§ Collected data
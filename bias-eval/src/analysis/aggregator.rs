//! Grouped results tables

use indexmap::IndexMap;
use serde::{Deserialize, Serialize};

use super::classifier::LabeledSample;
use super::metrics::{MetricCalculator, MetricVector};
use crate::error::{EvalError, EvalResult};

/// Label of the row computed over every sample
pub const OVERALL_GROUP: &str = "overall";

/// How each group's statistics are computed
#[derive(Debug, Clone, Copy, PartialEq, Eq, Default, Serialize, Deserialize)]
#[serde(rename_all = "lowercase")]
pub enum Granularity {
    /// Directly over the group's rows
    Quick,
    /// Per template, then averaged across templates
    #[default]
    Full,
}

impl Granularity {
    pub fn as_str(&self) -> &'static str {
        match self {
            Granularity::Quick => "quick",
            Granularity::Full => "full",
        }
    }
}

impl std::fmt::Display for Granularity {
    fn fmt(&self, f: &mut std::fmt::Formatter<'_>) -> std::fmt::Result {
        f.write_str(self.as_str())
    }
}

impl std::str::FromStr for Granularity {
    type Err = String;

    fn from_str(s: &str) -> Result<Self, Self::Err> {
        match s.to_lowercase().as_str() {
            "quick" => Ok(Granularity::Quick),
            "full" => Ok(Granularity::Full),
            _ => Err(format!("Unknown granularity: {}", s)),
        }
    }
}

/// One row of the results table
#[derive(Debug, Clone, PartialEq, Serialize, Deserialize)]
pub struct ResultRow {
    pub model: String,
    pub group: String,
    pub metrics: MetricVector,
}

/// A group that produced no row
#[derive(Debug, Clone, PartialEq, Serialize, Deserialize)]
pub struct SkippedGroup {
    pub model: String,
    pub group: String,
    pub reason: String,
}

/// Rows in output order plus the groups that had to be skipped
#[derive(Debug, Clone, Default, Serialize, Deserialize)]
pub struct AggregatedResults {
    pub rows: Vec<ResultRow>,
    pub skipped: Vec<SkippedGroup>,
}

impl AggregatedResults {
    pub fn new() -> Self {
        Self::default()
    }

    /// Append another model's results after this one's
    pub fn extend(&mut self, other: AggregatedResults) {
        self.rows.extend(other.rows);
        self.skipped.extend(other.skipped);
    }

    pub fn is_empty(&self) -> bool {
        self.rows.is_empty()
    }
}

/// Partitions labeled samples by group key and computes each group's row
#[derive(Debug, Clone, Default)]
pub struct Aggregator {
    calculator: MetricCalculator,
    granularity: Granularity,
    template_rows: bool,
}

impl Aggregator {
    pub fn new(calculator: MetricCalculator, granularity: Granularity) -> Self {
        Self {
            calculator,
            granularity,
            template_rows: false,
        }
    }

    /// Also emit one row per template after the category rows
    pub fn with_template_rows(mut self, enabled: bool) -> Self {
        self.template_rows = enabled;
        self
    }

    /// Statistics of one group at the configured granularity
    pub fn evaluate_group(&self, group: &str, samples: &[&LabeledSample]) -> EvalResult<MetricVector> {
        self.evaluate_at(self.granularity, group, samples)
    }

    fn evaluate_at(
        &self,
        granularity: Granularity,
        group: &str,
        samples: &[&LabeledSample],
    ) -> EvalResult<MetricVector> {
        match granularity {
            Granularity::Quick => self.calculator.compute(group, samples),
            Granularity::Full => self.evaluate_by_template(group, samples),
        }
    }

    fn evaluate_by_template(
        &self,
        group: &str,
        samples: &[&LabeledSample],
    ) -> EvalResult<MetricVector> {
        if samples.is_empty() {
            return Err(EvalError::EmptySlice {
                group: group.to_string(),
            });
        }

        let templates = partition(samples, |s| Some(s.sample_id.template_id()));

        let mut vectors = Vec::with_capacity(templates.len());
        let mut first_error = None;
        for (template, members) in &templates {
            match self.calculator.compute(template, members) {
                Ok(vector) => vectors.push(vector),
                Err(e) => {
                    tracing::warn!("Skipping template {} in group {}: {}", template, group, e);
                    first_error.get_or_insert(e);
                }
            }
        }

        match (vectors.is_empty(), first_error) {
            (true, Some(e)) => Err(e),
            _ => Ok(MetricVector::mean(&vectors)),
        }
    }

    /// Build the results table of one model.
    ///
    /// Row order: overall, each annotation label, each category, then (when
    /// enabled) each template; groups appear in first-encountered order.
    pub fn aggregate(&self, model: &str, samples: &[LabeledSample]) -> AggregatedResults {
        let all: Vec<&LabeledSample> = samples.iter().collect();
        let mut results = AggregatedResults::new();

        self.push_row(&mut results, model, OVERALL_GROUP, &all, self.granularity);

        let by_label = partition(&all, |s| s.label_annotation.clone());
        for (label, members) in &by_label {
            self.push_row(&mut results, model, label, members, self.granularity);
        }

        let by_category = partition(&all, |s| Some(s.category().to_string()));
        for (category, members) in &by_category {
            self.push_row(&mut results, model, category, members, self.granularity);
        }

        if self.template_rows {
            let by_template = partition(&all, |s| Some(s.sample_id.template_id()));
            for (template, members) in &by_template {
                self.push_row(&mut results, model, template, members, Granularity::Quick);
            }
        }

        tracing::info!(
            "Aggregated {} rows for model {} ({} skipped)",
            results.rows.len(),
            model,
            results.skipped.len()
        );
        results
    }

    fn push_row(
        &self,
        results: &mut AggregatedResults,
        model: &str,
        group: &str,
        samples: &[&LabeledSample],
        granularity: Granularity,
    ) {
        match self.evaluate_at(granularity, group, samples) {
            Ok(metrics) => results.rows.push(ResultRow {
                model: model.to_string(),
                group: group.to_string(),
                metrics,
            }),
            Err(e) => {
                tracing::warn!("Skipping group {} for model {}: {}", group, model, e);
                results.skipped.push(SkippedGroup {
                    model: model.to_string(),
                    group: group.to_string(),
                    reason: e.to_string(),
                });
            }
        }
    }
}

/// Group samples by key in first-encountered order; `None` keys are dropped
fn partition<'a>(
    samples: &[&'a LabeledSample],
    key: impl Fn(&LabeledSample) -> Option<String>,
) -> IndexMap<String, Vec<&'a LabeledSample>> {
    let mut groups: IndexMap<String, Vec<&'a LabeledSample>> = IndexMap::new();
    for sample in samples.iter().copied() {
        if let Some(k) = key(sample) {
            groups.entry(k).or_default().push(sample);
        }
    }
    groups
}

§ What you should do
Note each line above that holds "MetricCalculator", then copy all of them.

§ Response for this exercise
use super::metrics::{MetricCalculator, MetricVector};
    calculator: MetricCalculator,
    pub fn new(calculator: MetricCalculator, granularity: Granularity) -> Self {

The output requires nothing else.